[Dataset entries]
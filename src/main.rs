//! # vendrs CLI Entry Point
//!
//! Parses command-line flags with clap and hands everything to
//! [`vendrs::run::run`]. All real work, and all error handling besides the
//! final exit code, lives in the library.

use clap::Parser;
use colored::*;
use std::path::PathBuf;

use vendrs::run::{self, Options};

#[derive(Parser)]
#[command(name = "vendrs")]
#[command(about = "Vendor imported packages and throw away the rest", version = env!("CARGO_PKG_VERSION"))]
struct Cli {
    /// Vendored packages list
    #[arg(short, long, default_value = "vendor.toml")]
    file: String,

    /// The directory in which to run; --file is relative to this
    #[arg(short = 'C', long, default_value = ".")]
    directory: String,

    /// The directory to store results
    #[arg(short = 'T', long, default_value = "vendor")]
    target: String,

    /// Keep all downloaded vendor code (preserving .git dirs)
    #[arg(short, long)]
    keep: bool,

    /// Update all packages
    #[arg(short, long)]
    update: bool,

    /// Allow insecure transport for automatic package fetches
    #[arg(long)]
    insecure: bool,

    /// Cache directory
    #[arg(long, env = "VENDRS_CACHE")]
    cache: Option<PathBuf>,

    /// Whether to include nested vendor dirs when running with --keep
    #[arg(long)]
    include_vendor: bool,

    /// Debug logging
    #[arg(short, long)]
    debug: bool,
}

fn main() {
    let cli = Cli::parse();

    let mut builder = env_logger::Builder::from_default_env();
    if cli.debug {
        builder.filter_level(log::LevelFilter::Debug);
    }
    builder.init();

    let cache = cli.cache.unwrap_or_else(default_cache_dir);
    let opts = Options {
        file: cli.file,
        directory: cli.directory,
        target: cli.target,
        keep: cli.keep,
        update: cli.update,
        insecure: cli.insecure,
        cache,
        include_vendor: cli.include_vendor,
    };

    if let Err(err) = run::run(opts) {
        eprintln!("{} {:#}", "x".red(), err);
        std::process::exit(1);
    }
}

fn default_cache_dir() -> PathBuf {
    dirs::home_dir()
        .unwrap_or_else(|| PathBuf::from("."))
        .join(".vendrs-cache")
}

### Problem statement
Copy each line from the data above that includes "dirs".

### Exercise solution
    /// Keep all downloaded vendor code (preserving .git dirs)
    /// Whether to include nested vendor dirs when running with --keep
    dirs::home_dir()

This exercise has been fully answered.